In March of last year amidst coronavirus lockdowns, Burlington’s Church Street was among areas around the state that essentially became ghost towns, with no shoppers no revenue for businesses. Using a flood of federal cash, the state set up several grant programs to help businesses weather the storm. In the end, more than 2,200 businesses received $117-million, with some getting up to $300,000. the state-based grants off of revenue loss in march of 2020 compared to 2019.
“What they didn’t do is go back in weeks and months later and said, ‘Gosh, we don’t know how for a fact how this company did for the rest of the year.’ The fact is some companies turned it around,” said Vermont Auditor Doug Hoffer.
His office examined 57 businesses and found that two-thirds of them finished 2020 in better financial shape than 2019. Hoffer also says some businesses may have been able to reduce their expenses during the pandemic as well. The state grants were just one of the programs that kept businesses alive. Up to $10 billion was injected into the economy through paycheck protection loans, extended unemployment, and direct stimulus checks. “Those businesses received assistance from a variety of sources. If they were able to drop expenses and get this extra money, the question is ‘how did they turn out?’ Well as we found out from our sample, a lot of them had better years in 2020 than in 2019.” Hoffer said.

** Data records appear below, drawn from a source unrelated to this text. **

use crate::error::{GestureError, Result};
use serde::{Deserialize, Serialize};
use std::fmt;

/// Which geometric features a vector carries. The two sets differ in length
/// and meaning, so a model trained on one cannot classify the other.
#[derive(Debug, Clone, Copy, PartialEq, Eq, Default, Serialize, Deserialize)]
#[serde(rename_all = "snake_case")]
pub enum FeatureSet {
    /// Hand-local 3D distances normalised by sphere radius, signed finger
    /// angles, pinch/grab strength and the extended finger count.
    #[default]
    Spatial,
    /// Distances projected onto the sensor plane and finger bending angles.
    Planar,
}

impl FeatureSet {
    pub fn dimension(&self) -> usize {
        match self {
            FeatureSet::Spatial => crate::feature_vector::spatial::SpatialFeatures::FIELDS.len(),
            FeatureSet::Planar => crate::feature_vector::planar::PlanarFeatures::FIELDS.len(),
        }
    }

    pub fn field_names(&self) -> Vec<&'static str> {
        match self {
            FeatureSet::Spatial => {
                crate::feature_vector::spatial::SpatialFeatures::field_names()
            }
            FeatureSet::Planar => crate::feature_vector::planar::PlanarFeatures::field_names(),
        }
    }
}

impl fmt::Display for FeatureSet {
    fn fmt(&self, f: &mut fmt::Formatter<'_>) -> fmt::Result {
        match self {
            FeatureSet::Spatial => write!(f, "spatial"),
            FeatureSet::Planar => write!(f, "planar"),
        }
    }
}

/// A named numeric feature and how to read and write it.
pub struct Field<T> {
    pub name: &'static str,
    pub get: fn(&T) -> f64,
    pub set: fn(&mut T, f64),
}

/// Ordered field table shared by `to_array` and `from_array`, so the two
/// directions cannot disagree on order.
pub trait FeatureFields: Default + Sized + 'static {
    const FEATURE_SET: FeatureSet;

    fn fields() -> &'static [Field<Self>];

    fn field_names() -> Vec<&'static str> {
        Self::fields().iter().map(|field| field.name).collect()
    }

    fn to_array(&self) -> Vec<f64> {
        Self::fields().iter().map(|field| (field.get)(self)).collect()
    }

    fn from_array(values: &[f64]) -> Result<Self> {
        let expected = Self::fields().len();
        if values.len() != expected {
            return Err(GestureError::FeatureCount {
                feature_set: Self::FEATURE_SET,
                expected,
                actual: values.len(),
            });
        }
        Ok(Self::from_positional(values))
    }

    /// Assigns values to fields by position. Extra values are ignored and
    /// missing ones leave the field at its default.
    fn from_positional(values: &[f64]) -> Self {
        let mut features = Self::default();
        for (field, &value) in Self::fields().iter().zip(values) {
            (field.set)(&mut features, value);
        }
        features
    }
}
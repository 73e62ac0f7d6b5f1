use crate::error::BoxError;
use crate::feature_vector::main::FeatureVector;

/// Labeled feature vectors plus the gesture name ↔ class label registry.
///
/// Labels are dense (0, 1, 2, ... in order of first use) and a name keeps its
/// label for the life of the store, so a model trained in one session decodes
/// correctly in the next.
pub trait FeatureVectorStore {
    fn all_feature_vectors(&self) -> Result<Vec<FeatureVector>, BoxError>;

    /// Stores `vector` annotated with `gesture`, registering the name if it
    /// is new, and returns the stored copy with its id and label.
    fn save_gesture(&self, vector: &FeatureVector, gesture: &str)
        -> Result<FeatureVector, BoxError>;

    fn class_label_to_gesture(&self, class_label: i32) -> Result<Option<String>, BoxError>;

    fn gesture_to_class_label(&self, gesture: &str) -> Result<Option<i32>, BoxError>;
}
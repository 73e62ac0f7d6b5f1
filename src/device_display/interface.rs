use crate::error::BoxError;

pub const CHARS_PER_LINE: usize = 24;

/// Two-line text panel the recognised gesture is shown on.
pub trait DeviceDisplay: Send + Sync {
    fn clear(&mut self) -> Result<(), BoxError>;

    /// Replaces line `line` (0-based). Text longer than the panel is cut.
    fn write_line(&mut self, line: u8, text: &str) -> Result<(), BoxError>;

    fn num_lines(&self) -> u8 {
        2
    }
}
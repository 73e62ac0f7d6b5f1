use crate::device_display::interface::{DeviceDisplay, CHARS_PER_LINE};
use crate::error::BoxError;
use crate::library::logger::interface::Logger;
use std::sync::{Arc, Mutex};

/// Keeps every line written so tests can read back what the user saw.
pub struct DeviceDisplayFake {
    logger: Arc<dyn Logger + Send + Sync>,
    written: Arc<Mutex<Vec<String>>>,
}

impl DeviceDisplayFake {
    pub fn new(logger: Arc<dyn Logger + Send + Sync>) -> Self {
        Self {
            logger,
            written: Arc::new(Mutex::new(Vec::new())),
        }
    }

    /// Shared view of the written lines; stays valid after the display is
    /// moved behind a trait object.
    pub fn written(&self) -> Arc<Mutex<Vec<String>>> {
        self.written.clone()
    }
}

impl DeviceDisplay for DeviceDisplayFake {
    fn clear(&mut self) -> Result<(), BoxError> {
        self.logger.info("DeviceDisplayFake::clear()")?;
        Ok(())
    }

    fn write_line(&mut self, line: u8, text: &str) -> Result<(), BoxError> {
        if line >= self.num_lines() {
            return Err(format!("Invalid line number {}", line).into());
        }
        let shown: String = text.chars().take(CHARS_PER_LINE).collect();
        self.logger
            .info(&format!("DeviceDisplayFake::write_line({}, {})", line, shown))?;
        self.written
            .lock()
            .map_err(|e| -> BoxError { e.to_string().into() })?
            .push(shown);
        Ok(())
    }
}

He says some were overpaid and could be a breach of federal rules, meaning the U.S. Treasury could claw back the cash and taxpayers could be on the hook.
“We followed the procedures and the methodology that we agreed upon,” said Vt. Commerce Secretary Lindsay Kurrle. She says federal officials have not reached out yet and that they did not overpay any businesses. Kurrle says Hoffer used a different methodology, net income. “We developed something in accordance with treasury guidelines and we feel like we’re on solid footing and that we stand behind the work that our agency did.”
Hoffer acknowledges that the business grant program was important but says more could have been done to better direct cash to those in need. “To help more businesses be profitable sounds like fun if you’re the owner of that business. But that money not being available to the businesses that were really hurting, that’s not an optimal outcome,” he said.
Whether businesses were overpaid or not, many we spoke with said the money came at just the right time and they may not be here without it.